DIRECTIONS FOR THIS TASK:
Below are the records. State how many of their lines hold the word "text", and add nothing else.

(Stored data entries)
===============

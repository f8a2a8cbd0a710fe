//! Line-start offset table.
//!
//! Parsers report locations as 1-based line/column pairs; editors address text by
//! character offset. [`LineIndex`] converts between the two in O(log lines).

use std::ops::Range;

use crate::range::CharIdx;

/// Character offsets of every line start in a text.
///
/// Lines are separated by `\n`; a trailing `\r` belongs to the line it ends.
#[derive(Debug, Clone, PartialEq, Eq)]
pub struct LineIndex {
	starts: Vec<CharIdx>,
	len: CharIdx,
}

impl LineIndex {
	/// Builds the table for `text`.
	pub fn new(text: &str) -> Self {
		let mut starts = vec![0];
		let mut len = 0;
		for ch in text.chars() {
			len += 1;
			if ch == '\n' {
				starts.push(len);
			}
		}
		Self { starts, len }
	}

	/// Returns the number of lines (at least one).
	pub fn line_count(&self) -> usize {
		self.starts.len()
	}

	/// Returns the total character length of the indexed text.
	pub fn len_chars(&self) -> CharIdx {
		self.len
	}

	/// Returns the character range of a 1-based line, excluding its line break.
	pub fn line_range(&self, line: usize) -> Option<Range<CharIdx>> {
		let idx = line.checked_sub(1)?;
		let start = *self.starts.get(idx)?;
		let end = match self.starts.get(idx + 1) {
			Some(next) => next - 1,
			None => self.len,
		};
		Some(start..end)
	}

	/// Converts a 1-based line and column into a character offset.
	///
	/// Lines past the end clamp to the last line; columns clamp to the line's
	/// extent. Line or column zero is treated as one.
	pub fn offset(&self, line: usize, column: usize) -> CharIdx {
		let line = line.clamp(1, self.line_count());
		let Some(range) = self.line_range(line) else {
			return self.len;
		};
		(range.start + column.saturating_sub(1)).min(range.end)
	}

	/// Converts a character offset into a 1-based `(line, column)` pair.
	pub fn position(&self, offset: CharIdx) -> (usize, usize) {
		let offset = offset.min(self.len);
		let line = self.starts.partition_point(|&start| start <= offset);
		let start = self.starts[line - 1];
		(line, offset - start + 1)
	}

	/// Returns the end of the line containing `offset`, excluding the line break.
	pub fn line_end(&self, offset: CharIdx) -> CharIdx {
		let (line, _) = self.position(offset);
		self.line_range(line).map_or(self.len, |range| range.end)
	}
}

===============

ANSWER TO THE PROBLEM:
6